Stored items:
#####
// src/db/queries/change_request.rs
//
// Change-Request Negotiator: single-flight reschedule negotiation on an
// existing lesson. Proposals are append-only history; at most one pending
// proposal exists per lesson, and only the non-proposing participant may
// resolve it.

use axum::{
    extract::{Extension, Path, State},
    http::StatusCode,
    Json,
};
use sqlx::PgPool;

use crate::api::auth::Claims;
use crate::db::models::change_request::{
    ChangeRequestResolution, ChangeRequestStatus, LessonChangeRequest, NewChangeRequest,
    ResolveChangeRequest,
};
use crate::db::models::lesson::Lesson;
use crate::db::queries::lesson::{apply_reschedule, get_lesson_by_id};
use crate::db::queries::user::get_username;
use crate::middleware::auth::ActorRole;
use crate::utils::api_response::ApiResponse;
use crate::utils::error::{ServiceError, ServiceResult};
use crate::utils::notification::{notify_change_proposed, notify_change_resolved};
use crate::utils::time::{scheduled_for, CalendarDate, WallClockTime};

const CHANGE_REQUEST_COLUMNS: &str = "id, lesson_id, requester_id, proposed_date, \
    proposed_time, comment, status, reason, created_at";

pub async fn get_change_request_by_id(
    pool: &PgPool,
    change_request_id: i32,
) -> ServiceResult<LessonChangeRequest> {
    let query =
        format!("SELECT {CHANGE_REQUEST_COLUMNS} FROM lesson_change_requests WHERE id = $1");
    sqlx::query_as::<_, LessonChangeRequest>(&query)
        .bind(change_request_id)
        .fetch_optional(pool)
        .await?
        .ok_or_else(|| {
            ServiceError::NotFound(format!("Change request {change_request_id} not found"))
        })
}

/// Propose moving an existing lesson to a new date/time.
///
/// The guard against a second outstanding proposal is part of the insert
/// statement; the partial unique index on pending rows closes the remaining
/// race window (a raced duplicate surfaces as a conflict either way).
pub async fn propose_change(
    pool: &PgPool,
    lesson_id: i32,
    actor_id: i32,
    payload: &NewChangeRequest,
) -> ServiceResult<LessonChangeRequest> {
    let lesson = get_lesson_by_id(pool, lesson_id).await?;

    if lesson.is_completed {
        return Err(ServiceError::State(format!(
            "Lesson {lesson_id} is completed and can no longer be rescheduled"
        )));
    }
    if actor_id != lesson.tutor_id && actor_id != lesson.student_id {
        return Err(ServiceError::Authorization(
            "Only lesson participants can propose a reschedule".to_string(),
        ));
    }

    let query = format!(
        "INSERT INTO lesson_change_requests
             (lesson_id, requester_id, proposed_date, proposed_time, comment)
         SELECT $1, $2, $3, $4, $5
         WHERE NOT EXISTS (
             SELECT 1 FROM lesson_change_requests
             WHERE lesson_id = $1 AND status = 'pending'
         )
         RETURNING {CHANGE_REQUEST_COLUMNS}"
    );
    let change = sqlx::query_as::<_, LessonChangeRequest>(&query)
        .bind(lesson_id)
        .bind(actor_id)
        .bind(payload.proposed_date)
        .bind(payload.proposed_time)
        .bind(&payload.comment)
        .fetch_optional(pool)
        .await?
        .ok_or_else(|| {
            ServiceError::Conflict(format!(
                "A pending change request already exists for lesson {lesson_id}"
            ))
        })?;

    let other = if actor_id == lesson.tutor_id {
        lesson.student_id
    } else {
        lesson.tutor_id
    };
    let proposer_name = get_username(pool, actor_id)
        .await
        .unwrap_or_else(|_| format!("user {actor_id}"));
    let proposed_for = scheduled_for(
        CalendarDate::from_naive(change.proposed_date),
        WallClockTime::from_naive(change.proposed_time),
    );
    if let Err(e) = notify_change_proposed(
        pool,
        other,
        &proposer_name,
        lesson_id,
        change.id,
        &proposed_for,
    )
    .await
    {
        tracing::warn!(change_request_id = change.id, error = %e, "Failed to notify reschedule proposal");
    }

    Ok(change)
}

/// Resolve a pending change request as the non-proposing participant.
///
/// Self-approval is forbidden. Acceptance applies the reschedule to the
/// parent lesson in the same transaction; rejection leaves the lesson
/// untouched and stamps the optional reason.
pub async fn resolve_change(
    pool: &PgPool,
    change_request_id: i32,
    actor_id: i32,
    role: ActorRole,
    resolution: ChangeRequestResolution,
    reason: Option<&str>,
) -> ServiceResult<(LessonChangeRequest, Option<Lesson>)> {
    let change = get_change_request_by_id(pool, change_request_id).await?;
    let lesson = get_lesson_by_id(pool, change.lesson_id).await?;

    if actor_id == change.requester_id {
        return Err(ServiceError::Authorization(
            "You cannot resolve your own change request".to_string(),
        ));
    }
    let is_other_participant = (actor_id == lesson.tutor_id || actor_id == lesson.student_id)
        && actor_id != change.requester_id;
    if !role.is_admin() && !is_other_participant {
        return Err(ServiceError::Authorization(
            "Only the other lesson participant can resolve this change request".to_string(),
        ));
    }

    let target_status = match resolution {
        ChangeRequestResolution::Accept => ChangeRequestStatus::Accepted,
        ChangeRequestResolution::Reject => ChangeRequestStatus::Rejected,
    };

    let mut tx = pool.begin().await?;

    let query = format!(
        "UPDATE lesson_change_requests
         SET status = $2, reason = $3
         WHERE id = $1 AND status = 'pending'
         RETURNING {CHANGE_REQUEST_COLUMNS}"
    );
    let resolved = sqlx::query_as::<_, LessonChangeRequest>(&query)
        .bind(change_request_id)
        .bind(target_status)
        .bind(reason)
        .fetch_optional(&mut *tx)
        .await?
        .ok_or_else(|| {
            ServiceError::State(format!(
                "Change request {change_request_id} is not pending and can no longer be resolved"
            ))
        })?;

    let lesson = match resolution {
        ChangeRequestResolution::Accept => Some(
            apply_reschedule(
                &mut tx,
                resolved.lesson_id,
                resolved.proposed_date,
                resolved.proposed_time,
            )
            .await?,
        ),
        ChangeRequestResolution::Reject => None,
    };

    tx.commit().await?;

    let outcome = match resolution {
        ChangeRequestResolution::Accept => "accepted",
        ChangeRequestResolution::Reject => "rejected",
    };
    let resolver_name = get_username(pool, actor_id)
        .await
        .unwrap_or_else(|_| format!("user {actor_id}"));
    if let Err(e) = notify_change_resolved(
        pool,
        resolved.requester_id,
        &resolver_name,
        resolved.lesson_id,
        resolved.id,
        outcome,
    )
    .await
    {
        tracing::warn!(change_request_id = resolved.id, error = %e, "Failed to notify reschedule resolution");
    }

    Ok((resolved, lesson))
}

/// Withdraw a pending proposal as its requester. The row is deleted; the
/// lesson never knew about it.
pub async fn cancel_change(
    pool: &PgPool,
    change_request_id: i32,
    actor_id: i32,
) -> ServiceResult<()> {
    let change = get_change_request_by_id(pool, change_request_id).await?;

    if actor_id != change.requester_id {
        return Err(ServiceError::Authorization(
            "Only the requester can cancel a change request".to_string(),
        ));
    }

    let deleted: Option<i32> = sqlx::query_scalar(
        "DELETE FROM lesson_change_requests WHERE id = $1 AND status = 'pending' RETURNING id",
    )
    .bind(change_request_id)
    .fetch_optional(pool)
    .await?;

    if deleted.is_none() {
        return Err(ServiceError::State(format!(
            "Change request {change_request_id} is no longer pending and cannot be cancelled"
        )));
    }
    Ok(())
}

#[utoipa::path(
    post,
    path = "/lessons/{lesson_id}/change-requests",
    params(
        ("lesson_id" = i32, Path, description = "Lesson ID")
    ),
    request_body = NewChangeRequest,
    responses(
        (status = 201, description = "Change request created", body = LessonChangeRequest),
        (status = 403, description = "Caller is not a participant"),
        (status = 404, description = "Lesson not found"),
        (status = 409, description = "A pending change request already exists")
    ),
    tag = "Change Requests",
    security(("bearerAuth" = []))
)]
pub async fn create_change_request(
    State(pool): State<PgPool>,
    Extension(claims): Extension<Claims>,
    Path(lesson_id): Path<i32>,
    Json(payload): Json<NewChangeRequest>,
) -> Result<ApiResponse<LessonChangeRequest>, ApiResponse<()>> {
    let actor_id = claims.user_id()?;
    let change = propose_change(&pool, lesson_id, actor_id, &payload).await?;
    Ok(ApiResponse::created("Change request created", change))
}

#[utoipa::path(
    get,
    path = "/lessons/{lesson_id}/change-requests",
    params(
        ("lesson_id" = i32, Path, description = "Lesson ID")
    ),
    responses(
        (status = 200, description = "Change request history for the lesson", body = Vec<LessonChangeRequest>),
        (status = 403, description = "Caller is not a participant"),
        (status = 404, description = "Lesson not found")
    ),
    tag = "Change Requests",
    security(("bearerAuth" = []))
)]
pub async fn list_change_requests(
    State(pool): State<PgPool>,
    Extension(claims): Extension<Claims>,
    Path(lesson_id): Path<i32>,
) -> Result<ApiResponse<Vec<LessonChangeRequest>>, ApiResponse<()>> {
    let actor_id = claims.user_id()?;
    let role = claims.actor_role();
    let lesson = get_lesson_by_id(&pool, lesson_id).await?;

    if !role.is_admin() && actor_id != lesson.tutor_id && actor_id != lesson.student_id {
        return Err(ServiceError::Authorization(
            "You are not a participant of this lesson".to_string(),
        )
        .into());
    }

    let query = format!(
        "SELECT {CHANGE_REQUEST_COLUMNS} FROM lesson_change_requests
         WHERE lesson_id = $1
         ORDER BY created_at DESC"
    );
    let changes = sqlx::query_as::<_, LessonChangeRequest>(&query)
        .bind(lesson_id)
        .fetch_all(&pool)
        .await
        .map_err(ServiceError::from)?;

    Ok(ApiResponse::success(
        StatusCode::OK,
        "Change requests retrieved",
        changes,
    ))
}

#[utoipa::path(
    post,
    path = "/change-requests/{change_request_id}/resolution",
    params(
        ("change_request_id" = i32, Path, description = "Change request ID")
    ),
    request_body = ResolveChangeRequest,
    responses(
        (status = 200, description = "Change request resolved", body = LessonChangeRequest),
        (status = 403, description = "Self-approval or non-participant"),
        (status = 404, description = "Change request not found"),
        (status = 409, description = "Change request already resolved")
    ),
    tag = "Change Requests",
    security(("bearerAuth" = []))
)]
pub async fn resolve_change_request(
    State(pool): State<PgPool>,
    Extension(claims): Extension<Claims>,
    Path(change_request_id): Path<i32>,
    Json(payload): Json<ResolveChangeRequest>,
) -> Result<ApiResponse<LessonChangeRequest>, ApiResponse<()>> {
    let actor_id = claims.user_id()?;
    let (resolved, _lesson) = resolve_change(
        &pool,
        change_request_id,
        actor_id,
        claims.actor_role(),
        payload.action,
        payload.reason.as_deref(),
    )
    .await?;

    Ok(ApiResponse::success(
        StatusCode::OK,
        "Change request resolved",
        resolved,
    ))
}

#[utoipa::path(
    delete,
    path = "/change-requests/{change_request_id}",
    params(
        ("change_request_id" = i32, Path, description = "Change request ID")
    ),
    responses(
        (status = 200, description = "Change request cancelled"),
        (status = 403, description = "Only the requester can cancel"),
        (status = 404, description = "Change request not found"),
        (status = 409, description = "Change request already resolved")
    ),
    tag = "Change Requests",
    security(("bearerAuth" = []))
)]
pub async fn cancel_change_request(
    State(pool): State<PgPool>,
    Extension(claims): Extension<Claims>,
    Path(change_request_id): Path<i32>,
) -> Result<ApiResponse<()>, ApiResponse<()>> {
    let actor_id = claims.user_id()?;
    cancel_change(&pool, change_request_id, actor_id).await?;
    Ok(ApiResponse::success(
        StatusCode::OK,
        "Change request cancelled",
        (),
    ))
}

use utoipa::OpenApi;
#[derive(OpenApi)]
#[openapi(
    paths(
        create_change_request,
        list_change_requests,
        resolve_change_request,
        cancel_change_request
    ),
    components(schemas(LessonChangeRequest, NewChangeRequest, ResolveChangeRequest, ChangeRequestStatus, ChangeRequestResolution)),
    tags(
        (name = "Change Requests", description = "Endpoints for reschedule negotiation on confirmed lessons")
    )
)]
pub struct ChangeRequestDoc;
#####
§ Exercise
Show, from the records above, every line that includes "WallClockTime".

§ Result below
use crate::utils::time::{scheduled_for, CalendarDate, WallClockTime};
        WallClockTime::from_naive(change.proposed_time),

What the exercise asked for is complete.